Med Sci Monit 2021; 27:e929985

DOI: 10.12659/MSM.929985

BACKGROUND: The aim of this study was to investigate the association of oral behaviors (OBs) with anxiety, depression, and jaw function in patients with temporomandibular disorders (TMDs) in China.
MATERIAL AND METHODS: A total of 537 patients diagnosed with TMD were included in this study (average age, 31.55±12.08 years; 86 men [16.0%] and 451 women [84.0%]). There were 31 cases of masticatory muscle pain, 459 cases of disc displacement, and 13 cases of arthralgia/arthrosis, and 34 cases were uncategorized. Patients were assessed using the Oral Behaviors Checklist (OBC), Jaw Functional Limitation Scale (JFLS), Generalized Anxiety Disorder-7 (GAD-7) scale, and Patient Health Questionnaire-9 (PHQ-9). The relationships between OBC scores and mouth opening, pain scores, JFLS, PHQ-9, and GAD-7 were evaluated with Spearman’s correlation analysis. The median TMD symptom duration was 3 (0.5-154) months; men and women did not differ significantly in symptom duration or in the number of episodes of depression and anxiety.

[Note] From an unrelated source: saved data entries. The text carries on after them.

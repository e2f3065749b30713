//! The status and debug surface.
//!
//! A small HTTP server rendering the tracked string frequencies: `/` for
//! liveness, `/strings/` for the tracked keys, `/strings/<key>` for one
//! key's table, and the same pages as JSON under `/json/strings/`. The
//! server never touches live accumulators: the flush loop publishes an
//! immutable [`StringsView`] after each flush and requests read whichever
//! view is current.

use std::collections::BTreeMap;
use std::convert::Infallible;
use std::io;
use std::net::SocketAddr;
use std::sync::Arc;
use std::time::{Duration, SystemTime, UNIX_EPOCH};

use bytes::Bytes;
use http_body_util::Full;
use hyper::service::service_fn;
use hyper::{header, Method, Request, Response, StatusCode};
use hyper_util::rt::{TokioExecutor, TokioIo};
use hyper_util::server::conn::auto;
use serde::Serialize;
use tokio::sync::{watch, Semaphore};
use tokio::task::JoinSet;
use tracing::{debug, error, info};

use crate::snapshot::Snapshot;

/// How many strings each key's page shows.
pub const STRINGS_PAGE_LIMIT: usize = 1024;

/// How many status connections may be served at once.
const CONCURRENT_REQUESTS_MAX: usize = 100;

/// Errors produced by [`Status`].
#[derive(thiserror::Error, Debug)]
pub enum Error {
    /// Wrapper for [`std::io::Error`].
    #[error("io error: {0}")]
    Io(#[from] io::Error),
}

/// One string's standing within a key's table.
#[derive(Debug, Clone, Serialize)]
pub struct StringView {
    pub value: String,
    /// Longest-window total.
    pub total: f64,
    /// Per-minute rate over each configured window, shortest first.
    pub per_minute: Vec<f64>,
}

/// One tracked key's table.
#[derive(Debug, Clone, Serialize)]
pub struct KeyView {
    pub total_observed: f64,
    pub strings: Vec<StringView>,
}

/// A read-only rendering of a snapshot's string frequencies.
#[derive(Debug, Clone, Default, Serialize)]
pub struct StringsView {
    /// When this view was published, unix seconds.
    pub generated: u64,
    /// The configured rolling windows, in seconds.
    pub interval_seconds: Vec<u64>,
    pub keys: BTreeMap<String, KeyView>,
}

impl StringsView {
    /// Capture the snapshot's string frequencies, keeping at most `limit`
    /// strings per key.
    #[must_use]
    pub fn build(snapshot: &Snapshot, limit: usize) -> Self {
        let minute = Duration::from_secs(60);
        let mut keys = BTreeMap::new();
        for (key, frequencies) in snapshot.string_counts() {
            let strings = frequencies
                .sorted_items()
                .into_iter()
                .take(limit)
                .map(|(value, counter)| StringView {
                    value: value.to_owned(),
                    total: counter.total(),
                    per_minute: counter
                        .levels()
                        .iter()
                        .skip(1)
                        .map(|level| level.rate_per(minute))
                        .collect(),
                })
                .collect();
            keys.insert(
                key.clone(),
                KeyView {
                    total_observed: frequencies.total_observed(),
                    strings,
                },
            );
        }
        Self {
            generated: SystemTime::now()
                .duration_since(UNIX_EPOCH)
                .unwrap_or_default()
                .as_secs(),
            interval_seconds: snapshot
                .string_count_intervals()
                .iter()
                .map(Duration::as_secs)
                .collect(),
            keys,
        }
    }
}

/// The status server.
#[derive(Debug)]
pub struct Status {
    addr: SocketAddr,
    view: watch::Receiver<Arc<StringsView>>,
    shutdown: watch::Receiver<()>,
}

impl Status {
    #[must_use]
    pub fn new(
        addr: SocketAddr,
        view: watch::Receiver<Arc<StringsView>>,
        shutdown: watch::Receiver<()>,
    ) -> Self {
        Self {
            addr,
            view,
            shutdown,
        }
    }

    /// Serve status requests until a shutdown signal is received, then
    /// drain the connections still in flight.
    ///
    /// # Errors
    ///
    /// Returns an error when the listener cannot be bound.
    pub async fn run(mut self) -> Result<(), Error> {
        let listener = tokio::net::TcpListener::bind(&self.addr).await?;
        let sem = Arc::new(Semaphore::new(CONCURRENT_REQUESTS_MAX));
        let mut join_set = JoinSet::new();
        loop {
            tokio::select! {
                _ = self.shutdown.changed() => {
                    info!("shutdown signal received");
                    break;
                }
                incoming = listener.accept() => {
                    let (stream, addr) = match incoming {
                        Ok(incoming) => incoming,
                        Err(err) => {
                            error!("status accept error: {err}");
                            continue;
                        }
                    };
                    let view = self.view.clone();
                    let sem = Arc::clone(&sem);
                    join_set.spawn(async move {
                        debug!("accepted status connection from {addr}");
                        let permit = match sem.acquire_owned().await {
                            Ok(permit) => permit,
                            Err(err) => {
                                error!("semaphore closed: {err}");
                                return;
                            }
                        };
                        let builder = auto::Builder::new(TokioExecutor::new());
                        let serve_future = builder.serve_connection(
                            TokioIo::new(stream),
                            service_fn(move |req| {
                                let view = Arc::clone(&view.borrow());
                                async move { respond(&req, &view) }
                            }),
                        );
                        if let Err(err) = serve_future.await {
                            error!("error serving status request: {err}");
                        }
                        drop(permit);
                    });
                }
            }
        }

        drop(listener);
        while join_set.join_next().await.is_some() {}
        Ok(())
    }
}

fn respond<B>(req: &Request<B>, view: &StringsView) -> Result<Response<Full<Bytes>>, Infallible> {
    if req.method() != Method::GET {
        return Ok(empty_response(StatusCode::METHOD_NOT_ALLOWED));
    }
    let path = req.uri().path();
    let response = match path {
        "/" => text_response("ok!\n".to_owned()),
        "/strings" | "/strings/" => {
            let mut page = String::new();
            for key in view.keys.keys() {
                page.push_str(key);
                page.push('\n');
            }
            text_response(page)
        }
        "/json/strings" | "/json/strings/" => json_response(view),
        _ => {
            if let Some(key) = path.strip_prefix("/json/strings/") {
                match view.keys.get(key) {
                    Some(table) => json_response(table),
                    None => empty_response(StatusCode::NOT_FOUND),
                }
            } else if let Some(key) = path.strip_prefix("/strings/") {
                match view.keys.get(key) {
                    Some(table) => text_response(render_key(key, table)),
                    None => empty_response(StatusCode::NOT_FOUND),
                }
            } else {
                empty_response(StatusCode::NOT_FOUND)
            }
        }
    };
    Ok(response)
}

fn render_key(key: &str, table: &KeyView) -> String {
    let mut page = format!("{key}: {:.1} observed\n", table.total_observed);
    for string in &table.strings {
        let rates = string
            .per_minute
            .iter()
            .map(|rate| format!("{rate:10.2}"))
            .collect::<Vec<_>>()
            .join(" ");
        page.push_str(&format!("{:12.1} {rates}  {}\n", string.total, string.value));
    }
    page
}

fn text_response(body: String) -> Response<Full<Bytes>> {
    let mut response = Response::new(Full::new(Bytes::from(body)));
    response.headers_mut().insert(
        header::CONTENT_TYPE,
        header::HeaderValue::from_static("text/plain; charset=utf-8"),
    );
    response
}

fn json_response<T: Serialize>(body: &T) -> Response<Full<Bytes>> {
    match serde_json::to_vec(body) {
        Ok(encoded) => {
            let mut response = Response::new(Full::new(Bytes::from(encoded)));
            response.headers_mut().insert(
                header::CONTENT_TYPE,
                header::HeaderValue::from_static("application/json"),
            );
            response
        }
        Err(err) => {
            error!("failed to encode status page: {err}");
            empty_response(StatusCode::INTERNAL_SERVER_ERROR)
        }
    }
}

fn empty_response(status: StatusCode) -> Response<Full<Bytes>> {
    let mut response = Response::new(Full::new(Bytes::new()));
    *response.status_mut() = status;
    response
}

RESULTS: The following OBs were common in patients with TMDs: “putting pressure on the jaw (52.9%)”, “chewing food on 1 side (47.5%)”, and “holding teeth together during activities other than eating (33.3%)”. The OBC scores were significantly correlated with the JFLS, PHQ-9, and GAD-7 scores (P<0.01).
CONCLUSIONS: Patients with TMDs exhibit specific OBs, which are associated with depression, anxiety, and jaw function. It is necessary to further investigate the interaction of OBs with depression and anxiety in the development of TMDs.